Wrong. And how! Which is why I now feel that, rather than landing on a bed of roses in my later years, I have sunk up to my neck in a steaming dung heap! I could cry myself to sleep every night bemoaning the wrong choices I made, the opportunities I turned down, the times I've let people down, the huge amount of money I've wasted through buying clothes to cheer myself up when I've been sad.
Some people can look inside themselves and draw on reserves of strength and courage. Rather than being made of stern, stiff-upper-lip grit, my soul, psyche or whatever is more like a leaky bucket from which the courage seeps as the regret expands. Oh, stuff the similes. I have a sieve for a soul. A sponge for a backbone. A tea-strainer for a spirit. I am not the type from whom burning-building-rescues and Amazon treks are made. When the shit hits the fan, you'll find me cowering behind the sofa, whimpering plaintively, clutching a packet of chocolate digestives, my universal panacea for panic and uncertain futures. I have eaten two today already.
Recently, life has squished me deeper into the smelly stuff. Twice in the last month I have had to ring for an ambulance because Mr Grumpy has suffered TIA's, or mini-strokes. The last occasion was particularly scary because he went blind in one eye, couldn't feel the floor beneath his feet and his left arm went numb. Fortunately, he recovered later in the day, but there is always the worry that a major event is waiting in the wings. (Pass me another chocolate biscuit.)
The other rotten thing that's happened is that poor old Flad is rapidly going downhill. He's thin, weak and has started having 'accidents', so I went out today and staggered back with a bag of cat litter, a litter tray and a scoop. I have suggested shutting Flad in a room by himself at night, so that Charlie, who is a big bully, will leave him alone. We also don't want Charlie to start using the tray. But Mr Grumpy has overruled me and insists Flad should be allowed to carry on sleeping on the sofa "because that's where he likes sleeping." And he won't allow me to close the door in case Flad wants to go out at night. The fact that our poor, doddery old mog is too stiff and weak to use the cat flap hasn't occurred to him.
I give up. I'm too sad to get on with writing my books. I feel in limbo. When we first met Flad, he was a few months old and living wild in the garden, eating the scraps we threw out for the foxes. This was in July 1997, three months after Mr Grumpy and I got together. From being a nervous feral who didn't purr till he was four, he blossomed into a beautiful, gentle, lovely animal who captured my heart. Seeing him decline not only tears me in two, it throws a parallel light on my relationship.
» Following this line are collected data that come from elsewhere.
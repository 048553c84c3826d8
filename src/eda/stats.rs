//! Descriptive statistics over plain `f64` slices.

/// Five-number summary plus moments for one numeric column
#[derive(Debug, Clone, PartialEq)]
pub struct NumericSummary {
    pub count: usize,
    pub mean: f64,
    /// Sample standard deviation; `None` with fewer than two values
    pub std_dev: Option<f64>,
    pub min: f64,
    pub q1: f64,
    pub median: f64,
    pub q3: f64,
    pub max: f64,
    /// Values outside `[q1 - 1.5 * iqr, q3 + 1.5 * iqr]`
    pub outliers: usize,
}

impl NumericSummary {
    pub fn from_values(values: &[f64]) -> Option<Self> {
        if values.is_empty() {
            return None;
        }
        let mut sorted = values.to_vec();
        sorted.sort_by(f64::total_cmp);

        let count = sorted.len();
        let mean = mean(&sorted);
        let std_dev = if count > 1 {
            let variance = sorted.iter().map(|v| (v - mean).powi(2)).sum::<f64>() / (count - 1) as f64;
            Some(variance.sqrt())
        } else {
            None
        };

        let q1 = quantile(&sorted, 0.25);
        let q3 = quantile(&sorted, 0.75);
        let iqr = q3 - q1;
        let (low, high) = (q1 - 1.5 * iqr, q3 + 1.5 * iqr);
        let outliers = sorted.iter().filter(|v| **v < low || **v > high).count();

        Some(Self {
            count,
            mean,
            std_dev,
            min: sorted[0],
            q1,
            median: quantile(&sorted, 0.5),
            q3,
            max: sorted[count - 1],
            outliers,
        })
    }
}

pub fn mean(values: &[f64]) -> f64 {
    values.iter().sum::<f64>() / values.len() as f64
}

/// Quantile of already sorted values with linear interpolation between closest ranks.
/// `sorted` must not be empty.
pub fn quantile(sorted: &[f64], q: f64) -> f64 {
    let position = q.clamp(0.0, 1.0) * (sorted.len() - 1) as f64;
    let lower = position.floor() as usize;
    let upper = position.ceil() as usize;
    let weight = position - lower as f64;
    sorted[lower] + (sorted[upper] - sorted[lower]) * weight
}

/// Pearson correlation of paired observations. `None` with fewer than three pairs or zero variance.
pub fn pearson(pairs: &[(f64, f64)]) -> Option<f64> {
    if pairs.len() < 3 {
        return None;
    }
    let n = pairs.len() as f64;
    let mean_x = pairs.iter().map(|(x, _)| x).sum::<f64>() / n;
    let mean_y = pairs.iter().map(|(_, y)| y).sum::<f64>() / n;

    let (mut cov, mut var_x, mut var_y) = (0.0, 0.0, 0.0);
    for (x, y) in pairs {
        let (dx, dy) = (x - mean_x, y - mean_y);
        cov += dx * dy;
        var_x += dx * dx;
        var_y += dy * dy;
    }
    if var_x == 0.0 || var_y == 0.0 {
        return None;
    }
    Some((cov / (var_x.sqrt() * var_y.sqrt())).clamp(-1.0, 1.0))
}

#[cfg(test)]
mod tests {
    use super::*;

    fn close(a: f64, b: f64) -> bool {
        (a - b).abs() < 1e-9
    }

    #[test]
    fn test_summary_matches_known_values() {
        let summary = NumericSummary::from_values(&[4.0, 1.0, 3.0, 2.0]).unwrap();

        assert_eq!(summary.count, 4);
        assert!(close(summary.mean, 2.5));
        assert!(close(summary.std_dev.unwrap(), (5.0f64 / 3.0).sqrt()));
        assert!(close(summary.min, 1.0));
        assert!(close(summary.q1, 1.75));
        assert!(close(summary.median, 2.5));
        assert!(close(summary.q3, 3.25));
        assert!(close(summary.max, 4.0));
        assert_eq!(summary.outliers, 0);
    }

    #[test]
    fn test_outliers_use_iqr_fences() {
        let summary = NumericSummary::from_values(&[10.0, 11.0, 12.0, 13.0, 14.0, 100.0]).unwrap();
        assert_eq!(summary.outliers, 1);
    }

    #[test]
    fn test_single_value_has_no_std_dev() {
        let summary = NumericSummary::from_values(&[7.0]).unwrap();
        assert_eq!(summary.std_dev, None);
        assert!(close(summary.median, 7.0));
        assert!(NumericSummary::from_values(&[]).is_none());
    }

    #[test]
    fn test_pearson() {
        let perfect = [(1.0, 2.0), (2.0, 4.0), (3.0, 6.0)];
        assert!(close(pearson(&perfect).unwrap(), 1.0));

        let inverse = [(1.0, 3.0), (2.0, 2.0), (3.0, 1.0)];
        assert!(close(pearson(&inverse).unwrap(), -1.0));

        assert_eq!(pearson(&[(1.0, 1.0), (2.0, 1.0), (3.0, 1.0)]), None);
        assert_eq!(pearson(&[(1.0, 1.0), (2.0, 2.0)]), None);
    }
}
I shall say no more. Another biscuit, please. No - give me the whole damn packet.
2 comments:
One thing is sure, Flad has had a long and happy life with you and could not have asked for a better home. But I know exactly the limbo you describe when a beloved companion is old and ill and how it leaves you feeling too sad to function properly as you dread what seems inevitable. I really hope Flad is just feeling a bit "off" and will rally round.
Keep eating the chocolate digestives - you've had a lot to cope with and you need to be kind to yourself. I turn to biscuits in times of stress too.
I hope things get better xx
Hey Lorna, Teresa said it so well. Not much more to add to that, other than I'm sorry for what you're having to deal with. I remember when Maggie, our labrador my parents had since before I was born, was in that stage of life. It was heartbreaking, watching her decline and then losing her. Time is the greatest and only healer. That said, I still miss her... even now. But I wouldn't change anything. She's always with us. You always remember fondly the happy times you shared with that special soul. And hey, I'm pretty sure we'll all be connected again some day, when it's our turn to pass over the bridge. Hope we can meet up on Skype again soon and have a good chat... something we haven't done for a while. Take care... big hugs!!